This Company is Heli-Lifting ‘Surf Huts’ to Remote Surfing Destinations
They’re pretty cheap, too.
Friends, I need your help. Recently I stumbled across something interesting, if only quasi-related to surfing, and I can’t decide if I hate or rate it. They’re called ‘surf huts’ and please let me explain.
‘Surf huts’ are made by a newly formed Backcountry Hut Company, which is really a mouthful but let’s not give up on them yet. BHC is founded by Wilson Edgar, a Canadian man who’s made his marbles in business development. While leading the (Vancouver) B.C. Mountaineering Club, Wilson was approached by a fellow mounty who said, “Wouldn’t it be great if someone made a package where you could buy a hut at a fixed price, and it was already predesigned, pre-enigineered, and easy for a group of volunteers to assemble?”
And just like that, Wilson had an idea. What if he made a package where you could buy a hut at a fixed price, and it was already predesigned, pre-engineered, and easy for a group of volunteers to assemble? Slightly more complicated than Ikea furniture, but less complicated than a jigsaw puzzle. Genius!

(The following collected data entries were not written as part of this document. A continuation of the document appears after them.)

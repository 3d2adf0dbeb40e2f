/// Color palettes and hex validation.
use crate::error::FlickerError;

/// The built-in cyberpunk palette.
pub const CYBERPUNK: &[&str] = &[
    "#9a154c", "#f64d54", "#118171", "#f5a439", "#031efd", "#811278", "#4f3b78", "#cc168d",
    "#caff01", "#06b7ff", "#ff0182", "#01ff11", "#00ffec", "#a403ff", "#be00fe", "#38fbdb",
    "#fc11f5", "#8f52f5", "#fdfe00", "#00ffa0", "#00ffd3", "#afff01", "#fd01f3", "#e301ff",
    "#d600fe",
];

/// Validate if a string is a valid hex color (e.g., #RRGGBB).
pub fn is_valid_hex(s: &str) -> bool {
    s.starts_with('#') && s.len() == 7 && s[1..].chars().all(|c| c.is_ascii_hexdigit())
}

/// An ordered, immutable set of selectable colors.
///
/// Every entry is a validated `#RRGGBB` string. The palette may be empty;
/// it is up to the consumer to reject that.
#[derive(Clone, Debug, Default, PartialEq, Eq)]
pub struct Palette {
    colors: Vec<String>,
}

impl Palette {
    pub fn new<I, S>(colors: I) -> Result<Self, FlickerError>
    where
        I: IntoIterator<Item = S>,
        S: Into<String>,
    {
        let colors = colors
            .into_iter()
            .map(Into::into)
            .map(|color: String| {
                if is_valid_hex(&color) {
                    Ok(color)
                } else {
                    Err(FlickerError::InvalidColor(color))
                }
            })
            .collect::<Result<Vec<_>, _>>()?;
        Ok(Self { colors })
    }

    pub fn cyberpunk() -> Self {
        Self {
            colors: CYBERPUNK.iter().map(|c| c.to_string()).collect(),
        }
    }

    /// Parses a comma-separated list such as `#ff0000, #00ff00`.
    pub fn parse(list: &str) -> Result<Self, FlickerError> {
        Self::new(list.split(',').map(str::trim).filter(|c| !c.is_empty()))
    }

    pub fn is_cyberpunk(&self) -> bool {
        self.iter().eq(CYBERPUNK.iter().copied())
    }

    pub fn len(&self) -> usize {
        self.colors.len()
    }

    pub fn is_empty(&self) -> bool {
        self.colors.is_empty()
    }

    pub fn get(&self, index: usize) -> Option<&str> {
        self.colors.get(index).map(String::as_str)
    }

    pub fn contains(&self, color: &str) -> bool {
        self.colors.iter().any(|c| c == color)
    }

    pub fn iter(&self) -> impl Iterator<Item = &str> {
        self.colors.iter().map(String::as_str)
    }
}

#[cfg(test)]
mod tests {
    use rstest::rstest;

    use super::*;

    #[rstest]
    #[case("#9a154c", true)]
    #[case("#ABCDEF", true)]
    #[case("9a154c", false)]
    #[case("#9a154", false)]
    #[case("#9a154cc", false)]
    #[case("#zz154c", false)]
    #[case("bg-[#9a154c]", false)]
    fn hex_validation(#[case] input: &str, #[case] valid: bool) {
        assert_eq!(is_valid_hex(input), valid);
    }

    #[test]
    fn cyberpunk_palette_is_valid() {
        let palette = Palette::cyberpunk();
        assert_eq!(palette.len(), 25);
        assert!(palette.is_cyberpunk());
        assert!(palette.iter().all(is_valid_hex));
        assert_eq!(Palette::new(CYBERPUNK.iter().copied()), Ok(palette));
    }

    #[test]
    fn parse_trims_and_skips_empty_entries() {
        let palette = Palette::parse(" #ff0000,#00ff00 ,, #0000ff ").unwrap();
        assert_eq!(
            palette.iter().collect::<Vec<_>>(),
            vec!["#ff0000", "#00ff00", "#0000ff"]
        );
        assert!(palette.contains("#00ff00"));
        assert!(!palette.is_cyberpunk());
        assert!(!palette.contains("#ffffff"));
        assert_eq!(palette.get(2), Some("#0000ff"));
        assert_eq!(palette.get(3), None);
    }

    #[test]
    fn parse_rejects_bad_color() {
        assert_eq!(
            Palette::parse("#ff0000,red"),
            Err(FlickerError::InvalidColor("red".to_string()))
        );
    }

    #[test]
    fn empty_list_gives_empty_palette() {
        let palette = Palette::parse("").unwrap();
        assert!(palette.is_empty());
        assert_eq!(palette.len(), 0);
    }
}
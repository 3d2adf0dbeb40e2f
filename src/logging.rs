use std::fs::OpenOptions;
use std::path::{Path, PathBuf};
use std::sync::Mutex;

use anyhow::{Result, anyhow};
use tracing_subscriber::EnvFilter;

/// Returns the default log path inside the user's data directory.
/// Falls back to `./colorflicker.log` when no data dir is found.
pub fn default_log_path() -> PathBuf {
    if let Some(data_dir) = dirs::data_local_dir() {
        let log_dir = data_dir.join("colorflicker");
        std::fs::create_dir_all(&log_dir).ok();
        log_dir.join("colorflicker.log")
    } else {
        PathBuf::from("colorflicker.log")
    }
}

/// Installs the global subscriber. Logs go to a file because the terminal
/// belongs to the UI. `RUST_LOG` overrides the default `info` level.
pub fn init(path: &Path) -> Result<()> {
    let file = OpenOptions::new().create(true).append(true).open(path)?;
    let filter = EnvFilter::try_from_default_env().unwrap_or_else(|_| EnvFilter::new("info"));

    tracing_subscriber::fmt()
        .with_env_filter(filter)
        .with_writer(Mutex::new(file))
        .with_ansi(false)
        .try_init()
        .map_err(|e| anyhow!("failed to install log subscriber: {e}"))?;
    Ok(())
}
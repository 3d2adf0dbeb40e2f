use std::io;

use anyhow::Result;
use crossterm::{
    cursor::{Hide, Show},
    execute,
    terminal::{EnterAlternateScreen, LeaveAlternateScreen, disable_raw_mode, enable_raw_mode},
};
use ratatui::prelude::CrosstermBackend;

/// Type alias for the terminal used throughout the app.
pub type Terminal = ratatui::Terminal<CrosstermBackend<io::Stdout>>;

/// Initialise the terminal: raw mode, alternate screen, hidden cursor.
/// A panic restores the terminal before the default hook prints.
pub fn init() -> Result<Terminal> {
    install_panic_hook();
    enable_raw_mode()?;
    let mut stdout = io::stdout();
    execute!(stdout, EnterAlternateScreen, Hide)?;
    let backend = CrosstermBackend::new(stdout);
    let terminal = ratatui::Terminal::new(backend)?;
    Ok(terminal)
}

/// Restore the terminal to its original state.
pub fn restore() -> Result<()> {
    disable_raw_mode()?;
    execute!(io::stdout(), LeaveAlternateScreen, Show)?;
    Ok(())
}

fn install_panic_hook() {
    let default_hook = std::panic::take_hook();
    std::panic::set_hook(Box::new(move |info| {
        restore().ok();
        default_hook(info);
    }));
}
/// Counts read from the inventory table in one consistent snapshot.
#[derive(Debug, Clone, Copy, Default, PartialEq, Eq)]
pub struct InventorySummary {
    pub total_drugs: i64,
    pub low_stock_items: i64,
    pub expired_drugs: i64,
}

#[derive(Debug, Clone, Copy, Default, PartialEq, Eq)]
pub struct PharmacyStats {
    pub total_drugs: i64,
    pub low_stock_items: i64,
    pub expired_drugs: i64,
    pub total_prescriptions: i64,
}

impl PharmacyStats {
    pub fn from_parts(inventory: InventorySummary, total_prescriptions: i64) -> Self {
        Self {
            total_drugs: inventory.total_drugs,
            low_stock_items: inventory.low_stock_items,
            expired_drugs: inventory.expired_drugs,
            total_prescriptions,
        }
    }
}
use actix_web::{web, HttpResponse};
use serde::Serialize;
use utoipa::ToSchema;

use crate::application::today;
use crate::domain::stats::PharmacyStats;
use crate::errors::AppError;

use super::{AppState, MessageResponse};

#[derive(Debug, Serialize, ToSchema)]
#[serde(rename_all = "camelCase")]
pub struct StatsBody {
    pub total_drugs: i64,
    pub low_stock_items: i64,
    pub expired_drugs: i64,
    pub total_prescriptions: i64,
}

impl From<PharmacyStats> for StatsBody {
    fn from(s: PharmacyStats) -> Self {
        Self {
            total_drugs: s.total_drugs,
            low_stock_items: s.low_stock_items,
            expired_drugs: s.expired_drugs,
            total_prescriptions: s.total_prescriptions,
        }
    }
}

#[derive(Debug, Serialize, ToSchema)]
pub struct StatsResponse {
    pub success: bool,
    pub stats: StatsBody,
}

/// GET /getStats
#[utoipa::path(
    get,
    path = "/getStats",
    responses(
        (status = 200, description = "Inventory and prescription counts", body = StatsResponse),
        (status = 500, description = "Internal server error", body = MessageResponse),
    ),
    tag = "stats"
)]
pub async fn get_stats(state: web::Data<AppState>) -> Result<HttpResponse, AppError> {
    let stats = web::block(move || state.stats.stats(today())).await??;

    Ok(HttpResponse::Ok().json(StatsResponse {
        success: true,
        stats: stats.into(),
    }))
}

#[cfg(test)]
mod tests {
    use std::str::FromStr;

    use actix_web::{test, web, App};
    use bigdecimal::BigDecimal;
    use chrono::{Days, NaiveDate};
    use serde_json::Value;

    use crate::application::today;
    use crate::domain::drug::NewDrug;
    use crate::domain::ports::{InventoryRepository, PrescriptionRepository};
    use crate::domain::prescription::NewPrescription;
    use crate::handlers::configure;
    use crate::handlers::test_app::memory_state;

    fn new_drug(name: &str, quantity: i32, expiry: NaiveDate) -> NewDrug {
        NewDrug::new(
            name,
            quantity,
            BigDecimal::from_str("2.50").expect("valid decimal"),
            expiry,
        )
        .expect("valid drug")
    }

    #[actix_web::test]
    async fn stats_reflect_inventory_and_prescriptions() {
        let (state, store) = memory_state();
        let next_year = today() + Days::new(365);
        let yesterday = today() - Days::new(1);
        let aspirin = store
            .add(new_drug("Aspirin", 100, next_year))
            .expect("add");
        store.add(new_drug("Paracetamol", 4, next_year)).expect("add");
        store.add(new_drug("Ibuprofen", 50, yesterday)).expect("add");
        store
            .issue(
                NewPrescription::new("P-001", aspirin, "1 tablet", today())
                    .expect("valid prescription"),
            )
            .expect("issue");

        let app = test::init_service(
            App::new()
                .app_data(web::Data::new(state))
                .configure(configure),
        )
        .await;
        let req = test::TestRequest::get().uri("/getStats").to_request();
        let resp: Value = test::call_and_read_body_json(&app, req).await;

        assert_eq!(resp["success"], true);
        assert_eq!(resp["stats"]["totalDrugs"], 3);
        assert_eq!(resp["stats"]["lowStockItems"], 1);
        assert_eq!(resp["stats"]["expiredDrugs"], 1);
        assert_eq!(resp["stats"]["totalPrescriptions"], 1);
    }
}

Over the next couple years, Wilson researched the market to figure out if comparable services already existed, and what he could do to improve their business models. Over time he assembled a team, including his business partner, who is an architect by trade(Michael Leckie), and a manufacturer (Cyrill Werlen), and together they designed ‘hut’ prototypes. Initially, these huts were intended for mountaineers in the Pacific Northwest, but through talking with Leckie, who is himself an avid waverider, Wilson began to recognize another potential market demo: surfers.

Surfin’ in the morning, killin’ deer by noon. It’s Matt Meola’s fairyland!
The surfer’s dream is, roughly, this: make enough money (through nonintensive means) to feed yourself, your family, and your ceaseless addiction to waveriding. Retire around…eh, 45, and move somewhere warm, uncrowded, with a world-class wave out front. Kill fish, chop coconuts, get tubed, be merry.
Wilson Edgar might have just made this fantasy more plausible.
His newly coined ‘surf huts’ (seen above) have a starting price of $45,000, the supplies of which can be heli-lifted just about anywhere*. Once the supplies have been delivered, Wilson says the huts can be fully assembled within four days, with the help of four strong individuals and BHC’s step-by-step instructions. It’s basically adult Legos, but the end product is surprisingly attractive and sturdy. The huts can house between 2-24 people, depending on how many modules you choose to buy.
Some of the downsides include: an exhausting permitting process (which BHC helps its consumers to navigate), connection to water and electricity grids (this varies location by location, with more remote places being increasingly difficult to connect), and the fact that they haven’t yet had a customer build one of their huts (which relates back to the permitting thing, plus the fact they’ve been in business for less than a year). Still, Wilson assures me there is significant interest in his project.

Surf hut, incoming!
After writing all that out, the concept actually seems brilliant, which makes me inclined to rate it. If they’ve made a truly functional, easily assembled hut starting below 50k, and it can be heli-lifted to remote locations around the world, I don’t see why people with a little bit of money wouldn’t jump on that.
I’ve got a buddy in Fiji who did this very thing on his own accord. He paid 30k for the land and 70 for the house — a two-story, but quaint, coastal shack — which means he could have saved a little money and a lotta hassle had ‘surf huts’ existed at the time. It seems like a no-brainer.
But am I wrong? Is there something sleazy about these ‘surf huts’ that my innocent eyes have failed to perceive?
Tell me, friends: Do you hate it or rate it?
*…in the continental US or Canada. Wilson is working on expanding his business to Britain, Australia, and New Zealand, and he’s been fielding calls from more exotic locales like Fiji, Costa Rica, and so forth.